__Directions__
Whenever a line in the material below contains "ToolRunResult", copy that line.

__Data supplied__

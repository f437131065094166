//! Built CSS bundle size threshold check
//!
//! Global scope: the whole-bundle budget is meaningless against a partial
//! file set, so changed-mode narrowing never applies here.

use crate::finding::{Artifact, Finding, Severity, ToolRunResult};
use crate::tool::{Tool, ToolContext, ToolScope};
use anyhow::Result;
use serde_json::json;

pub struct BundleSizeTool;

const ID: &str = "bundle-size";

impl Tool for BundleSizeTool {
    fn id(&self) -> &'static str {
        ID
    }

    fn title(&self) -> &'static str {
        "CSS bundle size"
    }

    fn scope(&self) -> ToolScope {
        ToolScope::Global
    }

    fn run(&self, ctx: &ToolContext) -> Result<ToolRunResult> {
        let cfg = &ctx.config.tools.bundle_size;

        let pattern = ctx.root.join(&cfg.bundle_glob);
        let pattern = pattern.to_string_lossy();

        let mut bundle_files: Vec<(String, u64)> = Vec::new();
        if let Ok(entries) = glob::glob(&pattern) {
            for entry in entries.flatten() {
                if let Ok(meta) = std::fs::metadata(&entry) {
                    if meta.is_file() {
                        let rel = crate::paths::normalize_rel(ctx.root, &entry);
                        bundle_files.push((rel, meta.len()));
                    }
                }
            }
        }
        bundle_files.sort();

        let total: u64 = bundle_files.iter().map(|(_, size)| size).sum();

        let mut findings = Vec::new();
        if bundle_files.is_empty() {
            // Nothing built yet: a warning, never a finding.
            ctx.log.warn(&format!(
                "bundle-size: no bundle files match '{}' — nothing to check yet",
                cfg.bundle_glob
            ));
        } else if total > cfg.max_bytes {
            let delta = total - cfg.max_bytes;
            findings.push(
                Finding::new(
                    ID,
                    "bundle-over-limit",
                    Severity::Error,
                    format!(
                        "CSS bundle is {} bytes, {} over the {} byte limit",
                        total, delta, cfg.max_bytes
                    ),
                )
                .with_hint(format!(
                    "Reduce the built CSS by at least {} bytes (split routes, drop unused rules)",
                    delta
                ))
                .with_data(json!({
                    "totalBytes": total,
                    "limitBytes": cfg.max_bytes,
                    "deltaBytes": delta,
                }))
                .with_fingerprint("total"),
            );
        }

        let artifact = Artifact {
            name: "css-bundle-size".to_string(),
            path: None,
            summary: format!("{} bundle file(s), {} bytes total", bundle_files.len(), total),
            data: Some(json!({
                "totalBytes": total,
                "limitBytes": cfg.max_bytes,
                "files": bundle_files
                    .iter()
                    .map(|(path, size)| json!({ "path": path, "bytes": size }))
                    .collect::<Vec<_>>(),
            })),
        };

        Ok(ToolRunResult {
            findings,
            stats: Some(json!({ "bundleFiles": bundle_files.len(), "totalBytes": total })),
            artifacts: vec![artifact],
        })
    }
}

__Worked solution__
use crate::finding::{Artifact, Finding, Severity, ToolRunResult};
    fn run(&self, ctx: &ToolContext) -> Result<ToolRunResult> {
        Ok(ToolRunResult {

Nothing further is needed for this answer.